The first thing I did this morning, after grabbing a cup of coffee, was go to postsecrets.com to read the weekly post secrets. Of course, they were all about motherhood. One of them read, 'I am strong because my mother is strong'. I can totally relate to that post secret, except for me it is no secret. I AM strong, and it IS because my mother is strong.
Over the years I have met so many people who take their parenthood for granted. They are selfish and put their needs before their kids. I'm not sure why they think its ok to waste their money on stupid stuff...like tattoos...instead of paying their bills or investing in their child. I'm not sure why they think its ok to pawn their kid off on other family members so they can pursue THEIR education. I'm not sure why they think its ok to party, to do drugs, to spend all their time with friends and boy/girlfriends instead of taking care of their kids. I'm really not sure how they think its ok to pop a baby out and pretty much say 'I don't want to do everything in my power to be the best I can be, to do everything I can, to fight as hard as possible to raise up this child that is part of me....here you can do it' (and I am NOT talking about adoption).

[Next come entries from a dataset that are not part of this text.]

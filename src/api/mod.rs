//! HTTP JSON contract of the prediction backend.

mod client;
mod error;
mod types;

pub use client::{PredictionClient, PredictionService};
pub use error::ApiError;
pub use types::{LIKELY_LABEL, ModelDetails, ModelSummary, PredictionResult};
//! Blocking client for the prediction backend.

use serde::de::DeserializeOwned;
use url::Url;

use crate::config::{ApiSettings, ConfigError};
use crate::features::NormalizedFeatureVector;
use crate::http_client;

use super::error::{ApiError, map_status_error};
use super::types::{ModelDetails, ModelSummary, PredictionRequest, PredictionResult};

/// Longest response excerpt quoted in decode errors.
const ERROR_EXCERPT_CHARS: usize = 200;

/// Operations offered by the prediction backend.
pub trait PredictionService {
    fn list_models(&self) -> Result<Vec<ModelSummary>, ApiError>;
    fn model_details(&self, model_id: &str) -> Result<ModelDetails, ApiError>;
    fn predict(
        &self,
        model_id: &str,
        features: &NormalizedFeatureVector,
    ) -> Result<PredictionResult, ApiError>;
}

/// HTTP implementation of [`PredictionService`].
///
/// Each call is one request/response round trip; nothing is retried or cached.
#[derive(Debug, Clone)]
pub struct PredictionClient {
    agent: ureq::Agent,
    base_url: Url,
    max_response_bytes: usize,
}

impl PredictionClient {
    pub fn new(settings: &ApiSettings) -> Result<Self, ConfigError> {
        Ok(Self {
            agent: http_client::build_agent(settings.request_timeout()),
            base_url: settings.parsed_base_url()?,
            max_response_bytes: settings.max_response_bytes,
        })
    }

    pub fn base_url(&self) -> &Url {
        &self.base_url
    }

    fn endpoint(&self, segments: &[&str]) -> Result<Url, ApiError> {
        let mut url = self.base_url.clone();
        url.path_segments_mut()
            .map_err(|()| {
                ApiError::Transport(format!("Base URL cannot hold a path: {}", self.base_url))
            })?
            .pop_if_empty()
            .extend(segments);
        Ok(url)
    }

    fn exchange<T: DeserializeOwned>(
        &self,
        result: Result<ureq::Response, ureq::Error>,
        resource: &str,
    ) -> Result<T, ApiError> {
        let response = match result {
            Ok(response) => response,
            Err(ureq::Error::Status(code, response)) => {
                let body = self.read_body(response).unwrap_or_else(|err| err);
                let error = map_status_error(code, &body, resource);
                tracing::warn!("Backend rejected request for {resource}: {error}");
                return Err(error);
            }
            Err(ureq::Error::Transport(err)) => {
                tracing::warn!("Request for {resource} failed: {err}");
                return Err(ApiError::Transport(err.to_string()));
            }
        };
        let body = self.read_body(response).map_err(ApiError::Transport)?;
        serde_json::from_str(&body).map_err(|err| {
            let excerpt = body.chars().take(ERROR_EXCERPT_CHARS).collect::<String>();
            ApiError::Decode(format!("{err}: {excerpt}"))
        })
    }

    fn read_body(&self, response: ureq::Response) -> Result<String, String> {
        http_client::read_response_text(response, self.max_response_bytes)
            .map_err(|err| err.to_string())
    }
}

impl PredictionService for PredictionClient {
    fn list_models(&self) -> Result<Vec<ModelSummary>, ApiError> {
        let url = self.endpoint(&["models"])?;
        tracing::debug!("GET {url}");
        let result = self
            .agent
            .get(url.as_str())
            .set("Accept", "application/json")
            .call();
        self.exchange(result, "models")
    }

    fn model_details(&self, model_id: &str) -> Result<ModelDetails, ApiError> {
        if model_id.trim().is_empty() {
            return Err(ApiError::InvalidModelId);
        }
        let url = self.endpoint(&["models", model_id])?;
        tracing::debug!("GET {url}");
        let result = self
            .agent
            .get(url.as_str())
            .set("Accept", "application/json")
            .call();
        self.exchange(result, &format!("model {model_id}"))
    }

    fn predict(
        &self,
        model_id: &str,
        features: &NormalizedFeatureVector,
    ) -> Result<PredictionResult, ApiError> {
        if model_id.trim().is_empty() {
            return Err(ApiError::InvalidModelId);
        }
        let url = self.endpoint(&["predict"])?;
        tracing::info!(
            "Requesting prediction from {model_id} with {} features",
            features.len()
        );
        let result = self
            .agent
            .post(url.as_str())
            .set("Accept", "application/json")
            .send_json(PredictionRequest { model_id, features });
        self.exchange(result, &format!("model {model_id}"))
    }
}
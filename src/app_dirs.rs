//! Location of the `.depdash` directory that holds `config.toml`, the optional
//! `features.toml` catalog and the `logs/` folder.
//!
//! The directory sits under a base chosen in this order: a test override,
//! a non-blank `DEPDASH_CONFIG_HOME`, then the platform config directory.

use std::path::PathBuf;
#[cfg(test)]
use std::sync::{LazyLock, Mutex};

use directories::BaseDirs;
use thiserror::Error;

/// Name of the application directory created under the chosen base.
pub const APP_DIR_NAME: &str = ".depdash";
/// Environment variable that relocates the application directory's base.
pub const CONFIG_HOME_ENV: &str = "DEPDASH_CONFIG_HOME";
const LOGS_DIR_NAME: &str = "logs";

/// Where the base directory came from.
#[derive(Debug, Clone, Copy, PartialEq, Eq)]
pub enum BaseSource {
    #[cfg(test)]
    Override,
    Environment,
    Platform,
}

#[derive(Debug, Error)]
pub enum AppDirError {
    #[error("No config directory could be determined; set {CONFIG_HOME_ENV}")]
    NoBaseDir,
    #[error("Failed to create application directory at {path}: {source}")]
    CreateDir {
        path: PathBuf,
        source: std::io::Error,
    },
}

/// Return the `.depdash` directory, creating it if needed.
pub fn app_root_dir() -> Result<PathBuf, AppDirError> {
    let (source, base) = resolve_base().ok_or(AppDirError::NoBaseDir)?;
    let root = base.join(APP_DIR_NAME);
    tracing::trace!("Application directory {} ({source:?})", root.display());
    create(root)
}

/// Path of a file directly inside the `.depdash` directory.
///
/// The directory is created; the file itself is not.
pub fn root_file(name: &str) -> Result<PathBuf, AppDirError> {
    Ok(app_root_dir()?.join(name))
}

/// Return `.depdash/logs`, creating it if needed.
pub fn logs_dir() -> Result<PathBuf, AppDirError> {
    create(app_root_dir()?.join(LOGS_DIR_NAME))
}

fn create(path: PathBuf) -> Result<PathBuf, AppDirError> {
    match std::fs::create_dir_all(&path) {
        Ok(()) => Ok(path),
        Err(source) => Err(AppDirError::CreateDir { path, source }),
    }
}

fn resolve_base() -> Option<(BaseSource, PathBuf)> {
    if let Some(found) = test_override() {
        return Some(found);
    }
    choose_base(
        std::env::var_os(CONFIG_HOME_ENV).map(PathBuf::from),
        BaseDirs::new().map(|dirs| dirs.config_dir().to_path_buf()),
    )
}

fn choose_base(env: Option<PathBuf>, platform: Option<PathBuf>) -> Option<(BaseSource, PathBuf)> {
    match env {
        Some(path) if !path.as_os_str().is_empty() => Some((BaseSource::Environment, path)),
        _ => platform.map(|path| (BaseSource::Platform, path)),
    }
}

#[cfg(not(test))]
fn test_override() -> Option<(BaseSource, PathBuf)> {
    None
}

#[cfg(test)]
fn test_override() -> Option<(BaseSource, PathBuf)> {
    let path = BASE_OVERRIDE.lock().unwrap_or_else(|err| err.into_inner()).clone()?;
    Some((BaseSource::Override, path))
}

#[cfg(test)]
static BASE_OVERRIDE: LazyLock<Mutex<Option<PathBuf>>> = LazyLock::new(|| Mutex::new(None));

/// Points the application directory at a scratch base for the guard's lifetime.
///
/// Holding the guard also serializes the unit tests that touch app files.
#[cfg(test)]
pub(crate) struct OverrideGuard {
    _lock: std::sync::MutexGuard<'static, ()>,
}

#[cfg(test)]
impl OverrideGuard {
    pub(crate) fn set(path: PathBuf) -> Self {
        static LOCK: Mutex<()> = Mutex::new(());
        let lock = LOCK.lock().unwrap_or_else(|err| err.into_inner());
        *BASE_OVERRIDE.lock().unwrap_or_else(|err| err.into_inner()) = Some(path);
        Self { _lock: lock }
    }
}

#[cfg(test)]
impl Drop for OverrideGuard {
    fn drop(&mut self) {
        *BASE_OVERRIDE.lock().unwrap_or_else(|err| err.into_inner()) = None;
    }
}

My Mom put her life on the back burner to make sure she did everything she could to give us everything we needed. It meant working, a lot. It meant having very little social/love life to speak of for a very long time. It meant depending on the kindness and charity of others and swallowing your pride to ask for help when it was needed. It meant putting aside your wants and sometimes even your needs to do for your kids.
I know it wasn't easy for her. She was tired. She was frustrated. I know she felt like a failure sometimes. But never once, EVER, did I see or hear or feel like my Mom just gave up. Never once did she pawn us off on other family members because she just couldn't handle it. Never once did she neglect us, forget about us, or let us go without because she wanted for herself. She did, and has always, lived and worked for us. Giving up was not an option.
She has taught me what it means to be a woman. A very strong, independent (even with help from friends and family) woman. She taught me that we do what we must, even if its hard..even if we don't like it, even if we feel like we can't go on. She taught me that we must always stand strong under the pressure that is life, that we must always FIGHT and move forward, that we must do what is right, and that we must never ever give up.
My Mom is my super-hero..and I am strong because of her.